(Extracted entries)
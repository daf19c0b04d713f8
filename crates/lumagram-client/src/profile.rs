//! Accounts and profile documents.
//!
//! The auth provider owns credentials and the display name; everything else
//! about an account lives in a `users/{uid}` document.  Registration writes
//! that document, and a display-name change is mirrored to the provider so
//! both stay in agreement.

use chrono::Utc;
use serde::Serialize;
use serde_json::json;
use tokio::sync::watch;
use tracing::info;

use lumagram_media::{compress_to_data_uri, placeholder, ImageUpload};
use lumagram_shared::constants::{ANONYMOUS_NAME, MAX_BIO_CHARS, MAX_DISPLAY_NAME_CHARS};
use lumagram_shared::{Fields, ProfileRecord, UserId};

use crate::auth::{email_local_part, AuthUser};
use crate::error::{ClientError, Result, ValidationError};
use crate::posts::validate_upload;
use crate::{users_root, Client};

/// A profile as the app renders it, with the same fallbacks the feed
/// applies: a missing display name shows the email local part, a missing
/// avatar shows a generated initial tile.
#[derive(Debug, Clone, PartialEq, Eq, Serialize)]
#[serde(rename_all = "camelCase")]
pub struct ProfileView {
    pub user_id: UserId,
    pub email: String,
    pub display_name: String,
    pub bio: String,
    pub avatar: String,
    pub followers: u32,
    pub following: u32,
}

impl ProfileView {
    pub fn from_record(user_id: UserId, record: &ProfileRecord) -> Self {
        let display_name = record
            .display_name
            .clone()
            .filter(|name| !name.is_empty())
            .or_else(|| {
                record
                    .email
                    .as_deref()
                    .map(email_local_part)
                    .filter(|local| !local.is_empty())
            })
            .unwrap_or_else(|| ANONYMOUS_NAME.to_owned());
        let avatar = record
            .photo_url
            .clone()
            .unwrap_or_else(|| placeholder::avatar_placeholder(&display_name));

        Self {
            user_id,
            email: record.email.clone().unwrap_or_default(),
            display_name,
            bio: record.bio.clone().unwrap_or_default(),
            avatar,
            followers: record.followers,
            following: record.following,
        }
    }
}

/// Changes to apply to the signed-in account's profile.  `None` fields are
/// left untouched.
#[derive(Debug, Clone, Default)]
pub struct ProfileUpdate {
    pub display_name: Option<String>,
    pub bio: Option<String>,
    pub avatar: Option<ImageUpload>,
}

impl Client {
    /// Creates an account, signs it in, and writes its profile document.
    pub async fn register(
        &self,
        email: &str,
        password: &str,
        display_name: Option<&str>,
        bio: Option<&str>,
    ) -> Result<AuthUser> {
        let display_name = display_name.map(validate_display_name).transpose()?;
        if let Some(bio) = bio {
            validate_bio(bio)?;
        }

        let mut user = self.auth.sign_up(email, password).await?;
        if let Some(name) = &display_name {
            user = self.auth.update_display_name(name).await?;
        }

        let visible = user.visible_name();
        let record = ProfileRecord {
            email: Some(user.email.clone()),
            display_name: user.display_name.clone(),
            bio: bio.map(str::to_owned),
            photo_url: Some(placeholder::avatar_placeholder(&visible)),
            followers: 0,
            following: 0,
            created_at: Some(Utc::now()),
        };
        self.store
            .set(&users_root().doc(user.uid.as_str()), record.to_fields())
            .await?;
        info!(user = %user.uid, "account registered");
        Ok(user)
    }

    /// Signs in to an existing account.
    pub async fn sign_in(&self, email: &str, password: &str) -> Result<AuthUser> {
        Ok(self.auth.sign_in(email, password).await?)
    }

    /// Ends the session.  Idempotent.
    pub async fn sign_out(&self) {
        self.auth.sign_out().await;
    }

    /// The signed-in account, if any.
    pub async fn current_user(&self) -> Option<AuthUser> {
        self.auth.current_user().await
    }

    /// Watches the session; the value is `None` while signed out.
    pub fn watch_session(&self) -> watch::Receiver<Option<AuthUser>> {
        self.auth.watch_session()
    }

    /// Reads a profile.  An account without a profile document still gets a
    /// rendered view, all defaults.
    pub async fn profile(&self, user: &UserId) -> Result<ProfileView> {
        let doc = self.store.get(&users_root().doc(user.as_str())).await?;
        let record = doc
            .map(|doc| ProfileRecord::from_fields(&doc.fields))
            .unwrap_or_default();
        Ok(ProfileView::from_record(user.clone(), &record))
    }

    /// Applies profile changes for the signed-in account and returns the
    /// refreshed view.
    ///
    /// A display-name change goes to the auth provider first, then to the
    /// profile document, so the session and the document agree.  The avatar
    /// is compressed like a post picture but must fit a single document;
    /// profiles have no chunked fallback.
    pub async fn update_profile(&self, update: ProfileUpdate) -> Result<ProfileView> {
        let user = self.require_user().await?;

        let display_name = update
            .display_name
            .as_deref()
            .map(validate_display_name)
            .transpose()?;
        if let Some(bio) = &update.bio {
            validate_bio(bio)?;
        }
        let avatar = match &update.avatar {
            Some(upload) => {
                validate_upload(upload)?;
                let uri = compress_to_data_uri(&upload.bytes, &self.options.avatar_profile)?;
                if uri.len() > self.options.chunk_budget {
                    return Err(ClientError::AvatarTooLarge {
                        chars: uri.len(),
                        limit: self.options.chunk_budget,
                    });
                }
                Some(uri)
            }
            None => None,
        };

        if let Some(name) = &display_name {
            self.auth.update_display_name(name).await?;
        }

        let mut fields = Fields::new();
        if let Some(name) = &display_name {
            fields.insert("displayName".to_owned(), json!(name));
        }
        if let Some(bio) = &update.bio {
            fields.insert("bio".to_owned(), json!(bio));
        }
        if let Some(uri) = &avatar {
            fields.insert("photoURL".to_owned(), json!(uri));
        }
        self.store
            .update(&users_root().doc(user.uid.as_str()), fields)
            .await?;
        info!(user = %user.uid, "profile updated");

        self.profile(&user.uid).await
    }

    /// The name and avatar to stamp onto a post or comment written by this
    /// account.
    pub(crate) async fn author_identity(&self, user: &AuthUser) -> (String, String) {
        let username = user.visible_name();
        let avatar = match self.store.get(&users_root().doc(user.uid.as_str())).await {
            Ok(Some(doc)) => ProfileRecord::from_fields(&doc.fields)
                .photo_url
                .unwrap_or_else(|| placeholder::avatar_placeholder(&username)),
            // A missing or unreadable profile must not block the write.
            _ => placeholder::avatar_placeholder(&username),
        };
        (username, avatar)
    }
}

fn validate_display_name(name: &str) -> Result<String> {
    let name = name.trim();
    if name.is_empty() {
        return Err(ValidationError::EmptyDisplayName.into());
    }
    let chars = name.chars().count();
    if chars > MAX_DISPLAY_NAME_CHARS {
        return Err(ValidationError::DisplayNameTooLong {
            chars,
            limit: MAX_DISPLAY_NAME_CHARS,
        }
        .into());
    }
    Ok(name.to_owned())
}

fn validate_bio(bio: &str) -> Result<()> {
    let chars = bio.chars().count();
    if chars > MAX_BIO_CHARS {
        return Err(ValidationError::BioTooLong {
            chars,
            limit: MAX_BIO_CHARS,
        }
        .into());
    }
    Ok(())
}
(End Extracted entries)
Problem description => Would you copy the whole listing exactly?

Solution to this task =>
repository daf19c0b04d713f8
filename crates/lumagram-client/src/profile.rs
//! Accounts and profile documents.
//!
//! The auth provider owns credentials and the display name; everything else
//! about an account lives in a `users/{uid}` document.  Registration writes
//! that document, and a display-name change is mirrored to the provider so
//! both stay in agreement.

use chrono::Utc;
use serde::Serialize;
use serde_json::json;
use tokio::sync::watch;
use tracing::info;

use lumagram_media::{compress_to_data_uri, placeholder, ImageUpload};
use lumagram_shared::constants::{ANONYMOUS_NAME, MAX_BIO_CHARS, MAX_DISPLAY_NAME_CHARS};
use lumagram_shared::{Fields, ProfileRecord, UserId};

use crate::auth::{email_local_part, AuthUser};
use crate::error::{ClientError, Result, ValidationError};
use crate::posts::validate_upload;
use crate::{users_root, Client};

/// A profile as the app renders it, with the same fallbacks the feed
/// applies: a missing display name shows the email local part, a missing
/// avatar shows a generated initial tile.
#[derive(Debug, Clone, PartialEq, Eq, Serialize)]
#[serde(rename_all = "camelCase")]
pub struct ProfileView {
    pub user_id: UserId,
    pub email: String,
    pub display_name: String,
    pub bio: String,
    pub avatar: String,
    pub followers: u32,
    pub following: u32,
}

impl ProfileView {
    pub fn from_record(user_id: UserId, record: &ProfileRecord) -> Self {
        let display_name = record
            .display_name
            .clone()
            .filter(|name| !name.is_empty())
            .or_else(|| {
                record
                    .email
                    .as_deref()
                    .map(email_local_part)
                    .filter(|local| !local.is_empty())
            })
            .unwrap_or_else(|| ANONYMOUS_NAME.to_owned());
        let avatar = record
            .photo_url
            .clone()
            .unwrap_or_else(|| placeholder::avatar_placeholder(&display_name));

        Self {
            user_id,
            email: record.email.clone().unwrap_or_default(),
            display_name,
            bio: record.bio.clone().unwrap_or_default(),
            avatar,
            followers: record.followers,
            following: record.following,
        }
    }
}

/// Changes to apply to the signed-in account's profile.  `None` fields are
/// left untouched.
#[derive(Debug, Clone, Default)]
pub struct ProfileUpdate {
    pub display_name: Option<String>,
    pub bio: Option<String>,
    pub avatar: Option<ImageUpload>,
}

impl Client {
    /// Creates an account, signs it in, and writes its profile document.
    pub async fn register(
        &self,
        email: &str,
        password: &str,
        display_name: Option<&str>,
        bio: Option<&str>,
    ) -> Result<AuthUser> {
        let display_name = display_name.map(validate_display_name).transpose()?;
        if let Some(bio) = bio {
            validate_bio(bio)?;
        }

        let mut user = self.auth.sign_up(email, password).await?;
        if let Some(name) = &display_name {
            user = self.auth.update_display_name(name).await?;
        }

        let visible = user.visible_name();
        let record = ProfileRecord {
            email: Some(user.email.clone()),
            display_name: user.display_name.clone(),
            bio: bio.map(str::to_owned),
            photo_url: Some(placeholder::avatar_placeholder(&visible)),
            followers: 0,
            following: 0,
            created_at: Some(Utc::now()),
        };
        self.store
            .set(&users_root().doc(user.uid.as_str()), record.to_fields())
            .await?;
        info!(user = %user.uid, "account registered");
        Ok(user)
    }

    /// Signs in to an existing account.
    pub async fn sign_in(&self, email: &str, password: &str) -> Result<AuthUser> {
        Ok(self.auth.sign_in(email, password).await?)
    }

    /// Ends the session.  Idempotent.
    pub async fn sign_out(&self) {
        self.auth.sign_out().await;
    }

    /// The signed-in account, if any.
    pub async fn current_user(&self) -> Option<AuthUser> {
        self.auth.current_user().await
    }

    /// Watches the session; the value is `None` while signed out.
    pub fn watch_session(&self) -> watch::Receiver<Option<AuthUser>> {
        self.auth.watch_session()
    }

    /// Reads a profile.  An account without a profile document still gets a
    /// rendered view, all defaults.
    pub async fn profile(&self, user: &UserId) -> Result<ProfileView> {
        let doc = self.store.get(&users_root().doc(user.as_str())).await?;
        let record = doc
            .map(|doc| ProfileRecord::from_fields(&doc.fields))
            .unwrap_or_default();
        Ok(ProfileView::from_record(user.clone(), &record))
    }

    /// Applies profile changes for the signed-in account and returns the
    /// refreshed view.
    ///
    /// A display-name change goes to the auth provider first, then to the
    /// profile document, so the session and the document agree.  The avatar
    /// is compressed like a post picture but must fit a single document;
    /// profiles have no chunked fallback.
    pub async fn update_profile(&self, update: ProfileUpdate) -> Result<ProfileView> {
        let user = self.require_user().await?;

        let display_name = update
            .display_name
            .as_deref()
            .map(validate_display_name)
            .transpose()?;
        if let Some(bio) = &update.bio {
            validate_bio(bio)?;
        }
        let avatar = match &update.avatar {
            Some(upload) => {
                validate_upload(upload)?;
                let uri = compress_to_data_uri(&upload.bytes, &self.options.avatar_profile)?;
                if uri.len() > self.options.chunk_budget {
                    return Err(ClientError::AvatarTooLarge {
                        chars: uri.len(),
                        limit: self.options.chunk_budget,
                    });
                }
                Some(uri)
            }
            None => None,
        };

        if let Some(name) = &display_name {
            self.auth.update_display_name(name).await?;
        }

        let mut fields = Fields::new();
        if let Some(name) = &display_name {
            fields.insert("displayName".to_owned(), json!(name));
        }
        if let Some(bio) = &update.bio {
            fields.insert("bio".to_owned(), json!(bio));
        }
        if let Some(uri) = &avatar {
            fields.insert("photoURL".to_owned(), json!(uri));
        }
        self.store
            .update(&users_root().doc(user.uid.as_str()), fields)
            .await?;
        info!(user = %user.uid, "profile updated");

        self.profile(&user.uid).await
    }

    /// The name and avatar to stamp onto a post or comment written by this
    /// account.
    pub(crate) async fn author_identity(&self, user: &AuthUser) -> (String, String) {
        let username = user.visible_name();
        let avatar = match self.store.get(&users_root().doc(user.uid.as_str())).await {
            Ok(Some(doc)) => ProfileRecord::from_fields(&doc.fields)
                .photo_url
                .unwrap_or_else(|| placeholder::avatar_placeholder(&username)),
            // A missing or unreadable profile must not block the write.
            _ => placeholder::avatar_placeholder(&username),
        };
        (username, avatar)
    }
}

fn validate_display_name(name: &str) -> Result<String> {
    let name = name.trim();
    if name.is_empty() {
        return Err(ValidationError::EmptyDisplayName.into());
    }
    let chars = name.chars().count();
    if chars > MAX_DISPLAY_NAME_CHARS {
        return Err(ValidationError::DisplayNameTooLong {
            chars,
            limit: MAX_DISPLAY_NAME_CHARS,
        }
        .into());
    }
    Ok(name.to_owned())
}

fn validate_bio(bio: &str) -> Result<()> {
    let chars = bio.chars().count();
    if chars > MAX_BIO_CHARS {
        return Err(ValidationError::BioTooLong {
            chars,
            limit: MAX_BIO_CHARS,
        }
        .into());
    }
    Ok(())
}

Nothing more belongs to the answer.